Nos anos de chumbo da ditadura militar era muito perigoso fazer política. Encontrar-se com os companheiros era difícil e os movimentos clandestinos, que lutavam pela democracia no Brasil, tinham inúmeras dificuldades para comunicarem aos militantes as suas atividades. Para tais encontros clandestinos, era obrigatório ter senhas previamente combinadas pelas direções.
Certo dia, Antonio Pedroso Jr. teve que viajar para cobrir um “ponto”, como era denominado o encontro naqueles tempos. O tal “ponto” era numa praça de São Carlos (SP), e a senha era ter o jornal “O Estado de São Paulo” enrolado embaixo do braço. Pedroso chega na cidade, procura e não encontra o Estadão (o veículo de entrega tinha quebrado); sem vacilar, Pedroso compra a Folha de São Paulo e ruma ao local combinado.

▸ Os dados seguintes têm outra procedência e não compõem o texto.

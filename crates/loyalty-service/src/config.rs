//! Service configuration.

use std::str::FromStr;

use clap::Parser;

/// Service configuration loaded from flags and environment variables.
#[derive(Debug, Clone)]
pub struct ServiceConfig {
    /// Address to listen on (default: "0.0.0.0:8080").
    pub listen_addr: String,

    /// PostgreSQL connection string. `None` selects the in-memory store.
    pub database_uri: Option<String>,

    /// Accrual service base URL. `None` disables the reconciler.
    pub accrual_address: Option<String>,

    /// HMAC secret for session tokens.
    pub auth_secret: String,

    /// Session token lifetime in seconds.
    pub session_ttl_seconds: u64,

    /// Accrual service request timeout in seconds.
    pub accrual_timeout_seconds: u64,

    /// CORS allowed origins.
    pub cors_origins: Vec<String>,

    /// Maximum request body size in bytes.
    pub max_body_bytes: usize,

    /// Request timeout in seconds.
    pub request_timeout_seconds: u64,
}

/// Command-line flags.
///
/// Each flag has an environment variable that takes precedence over it when
/// set to a non-empty value.
#[derive(Debug, Clone, Default, Parser)]
#[command(
    name = "loyalty-service",
    about = "Loyalty points API and accrual reconciler",
    version
)]
pub struct CliArgs {
    /// Address to listen on (`RUN_ADDRESS`). `:8080` binds every interface.
    #[arg(short = 'a', value_name = "addr")]
    pub run_address: Option<String>,

    /// PostgreSQL connection string (`DATABASE_URI`).
    #[arg(short = 'd', value_name = "uri")]
    pub database_uri: Option<String>,

    /// Accrual service base URL (`ACCRUAL_SYSTEM_ADDRESS`).
    #[arg(short = 'r', value_name = "url")]
    pub accrual_address: Option<String>,
}

impl ServiceConfig {
    /// Load configuration from command-line flags, overridden by the
    /// environment.
    #[must_use]
    pub fn from_args(args: CliArgs) -> Self {
        Self::resolve(args, |name| std::env::var(name).ok())
    }

    fn resolve(args: CliArgs, env: impl Fn(&str) -> Option<String>) -> Self {
        let var = |name: &str| env(name).filter(|v| !v.trim().is_empty());
        let parsed = |name: &str, default| parse_or(var(name), default);
        let defaults = Self::default();

        let auth_secret = var("AUTH_SECRET").unwrap_or_else(|| {
            tracing::warn!(
                "AUTH_SECRET not set - using a random secret; sessions will not survive a restart"
            );
            defaults.auth_secret
        });

        let listen_addr = var("RUN_ADDRESS")
            .or(non_empty(args.run_address))
            .map_or(defaults.listen_addr, |addr| normalize_listen_addr(&addr));

        Self {
            listen_addr,
            database_uri: var("DATABASE_URI").or(non_empty(args.database_uri)),
            accrual_address: var("ACCRUAL_SYSTEM_ADDRESS").or(non_empty(args.accrual_address)),
            auth_secret,
            session_ttl_seconds: parsed("SESSION_TTL_SECONDS", defaults.session_ttl_seconds),
            accrual_timeout_seconds: parsed(
                "ACCRUAL_TIMEOUT_SECONDS",
                defaults.accrual_timeout_seconds,
            ),
            cors_origins: var("CORS_ORIGINS").map_or(defaults.cors_origins, |origins| {
                origins.split(',').map(|s| s.trim().to_string()).collect()
            }),
            max_body_bytes: parse_or(var("MAX_BODY_BYTES"), defaults.max_body_bytes),
            request_timeout_seconds: parsed(
                "REQUEST_TIMEOUT_SECONDS",
                defaults.request_timeout_seconds,
            ),
        }
    }
}

impl Default for ServiceConfig {
    fn default() -> Self {
        Self {
            listen_addr: "0.0.0.0:8080".into(),
            database_uri: None,
            accrual_address: None,
            auth_secret: random_secret(),
            session_ttl_seconds: 86_400,
            accrual_timeout_seconds: 10,
            cors_origins: vec!["*".into()],
            max_body_bytes: 1024 * 1024,
            request_timeout_seconds: 30,
        }
    }
}

fn non_empty(value: Option<String>) -> Option<String> {
    value.filter(|v| !v.trim().is_empty())
}

fn parse_or<T: FromStr>(value: Option<String>, default: T) -> T {
    value.and_then(|s| s.trim().parse().ok()).unwrap_or(default)
}

/// A bare `:port` listens on every interface.
fn normalize_listen_addr(addr: &str) -> String {
    let addr = addr.trim();
    if addr.starts_with(':') {
        format!("0.0.0.0{addr}")
    } else {
        addr.to_string()
    }
}

/// A process-local secret built from two v4 UUIDs.
fn random_secret() -> String {
    format!(
        "{}{}",
        uuid::Uuid::new_v4().simple(),
        uuid::Uuid::new_v4().simple()
    )
}
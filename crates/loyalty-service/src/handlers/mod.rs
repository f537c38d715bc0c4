//! API handlers.

pub mod balance;
pub mod health;
pub mod orders;
pub mod users;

Algum tempo depois, Pedroso nota o cidadão (que já conhecia de Bauru), com o Estadão de baixo do braço. O seu “ponto” circula pela praça, passando algumas vezes pelo banco que Pedroso está sentado, mas não mantém contato. Nervoso, Pedroso fuma como chaminé e nada do outro militante aproximar-se. Anoitece e Pedroso, fulo da vida, e dois maços de cigarros depois, pega novamente o ônibus para Bauru, resmungando contra o mundo.